+++ Data +++

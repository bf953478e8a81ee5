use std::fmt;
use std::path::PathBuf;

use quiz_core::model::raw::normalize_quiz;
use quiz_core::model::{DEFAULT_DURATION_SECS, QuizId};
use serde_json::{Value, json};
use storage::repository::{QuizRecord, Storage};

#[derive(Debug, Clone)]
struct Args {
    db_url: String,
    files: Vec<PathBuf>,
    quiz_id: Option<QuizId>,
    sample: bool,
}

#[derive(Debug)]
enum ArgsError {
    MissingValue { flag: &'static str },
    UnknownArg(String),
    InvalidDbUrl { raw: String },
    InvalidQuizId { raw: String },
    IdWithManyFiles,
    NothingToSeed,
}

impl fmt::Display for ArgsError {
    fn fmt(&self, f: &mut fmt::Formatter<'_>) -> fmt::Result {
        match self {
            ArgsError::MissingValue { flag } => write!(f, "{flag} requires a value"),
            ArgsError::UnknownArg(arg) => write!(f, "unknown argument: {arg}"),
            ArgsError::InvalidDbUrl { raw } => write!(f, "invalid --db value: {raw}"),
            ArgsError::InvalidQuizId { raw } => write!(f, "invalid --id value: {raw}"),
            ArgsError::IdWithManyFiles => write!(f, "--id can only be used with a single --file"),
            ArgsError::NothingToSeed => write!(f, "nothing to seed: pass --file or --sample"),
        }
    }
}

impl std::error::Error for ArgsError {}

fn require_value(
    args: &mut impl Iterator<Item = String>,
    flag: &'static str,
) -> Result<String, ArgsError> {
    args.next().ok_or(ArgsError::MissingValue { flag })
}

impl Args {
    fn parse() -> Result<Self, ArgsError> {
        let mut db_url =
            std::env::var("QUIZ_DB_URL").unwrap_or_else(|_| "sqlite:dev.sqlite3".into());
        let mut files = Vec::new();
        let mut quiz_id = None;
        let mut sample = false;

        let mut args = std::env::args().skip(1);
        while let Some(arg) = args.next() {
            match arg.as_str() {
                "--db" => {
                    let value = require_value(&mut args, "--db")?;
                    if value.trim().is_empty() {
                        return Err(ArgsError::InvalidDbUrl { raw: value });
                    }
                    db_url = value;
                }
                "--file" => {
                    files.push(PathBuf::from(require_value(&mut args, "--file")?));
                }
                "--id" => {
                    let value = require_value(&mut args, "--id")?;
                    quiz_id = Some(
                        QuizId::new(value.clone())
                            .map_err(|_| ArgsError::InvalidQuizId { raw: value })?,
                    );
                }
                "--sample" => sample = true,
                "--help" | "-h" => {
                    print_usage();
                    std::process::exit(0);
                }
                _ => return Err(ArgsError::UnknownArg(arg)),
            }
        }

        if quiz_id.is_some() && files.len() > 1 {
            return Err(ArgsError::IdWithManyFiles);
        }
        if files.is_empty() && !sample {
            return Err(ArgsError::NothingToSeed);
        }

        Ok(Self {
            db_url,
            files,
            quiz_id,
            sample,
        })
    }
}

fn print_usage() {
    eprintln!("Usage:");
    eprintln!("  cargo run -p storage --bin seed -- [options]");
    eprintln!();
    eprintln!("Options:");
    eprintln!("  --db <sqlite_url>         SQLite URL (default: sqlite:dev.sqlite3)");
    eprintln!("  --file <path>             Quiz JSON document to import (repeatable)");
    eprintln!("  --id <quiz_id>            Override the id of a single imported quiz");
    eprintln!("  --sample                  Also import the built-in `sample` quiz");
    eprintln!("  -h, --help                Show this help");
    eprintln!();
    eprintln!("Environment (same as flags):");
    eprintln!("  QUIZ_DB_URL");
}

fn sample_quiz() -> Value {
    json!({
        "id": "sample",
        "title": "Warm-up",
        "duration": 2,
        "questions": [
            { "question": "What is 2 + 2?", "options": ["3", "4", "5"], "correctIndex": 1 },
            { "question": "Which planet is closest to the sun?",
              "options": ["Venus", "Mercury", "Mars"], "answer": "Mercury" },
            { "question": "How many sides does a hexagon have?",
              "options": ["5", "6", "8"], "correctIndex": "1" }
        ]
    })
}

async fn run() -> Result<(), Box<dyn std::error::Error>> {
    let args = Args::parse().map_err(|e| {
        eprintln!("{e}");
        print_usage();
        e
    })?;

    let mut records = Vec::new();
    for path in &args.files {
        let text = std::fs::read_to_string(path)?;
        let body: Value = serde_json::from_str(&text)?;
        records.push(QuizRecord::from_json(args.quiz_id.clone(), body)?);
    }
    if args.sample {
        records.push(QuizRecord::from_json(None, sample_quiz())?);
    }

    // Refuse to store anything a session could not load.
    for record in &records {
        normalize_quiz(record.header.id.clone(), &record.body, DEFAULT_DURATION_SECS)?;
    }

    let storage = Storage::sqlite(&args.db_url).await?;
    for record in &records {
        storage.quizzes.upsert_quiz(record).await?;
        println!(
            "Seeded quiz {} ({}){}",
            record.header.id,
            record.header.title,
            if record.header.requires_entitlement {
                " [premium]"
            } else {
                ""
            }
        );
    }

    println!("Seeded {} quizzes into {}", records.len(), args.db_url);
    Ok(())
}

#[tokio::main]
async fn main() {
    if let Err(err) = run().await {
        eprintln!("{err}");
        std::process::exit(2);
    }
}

+++

What is being asked:
Copy all lines in the listing above where the string "model" appears.

Answer to the exercise:
use quiz_core::model::raw::normalize_quiz;
use quiz_core::model::{DEFAULT_DURATION_SECS, QuizId};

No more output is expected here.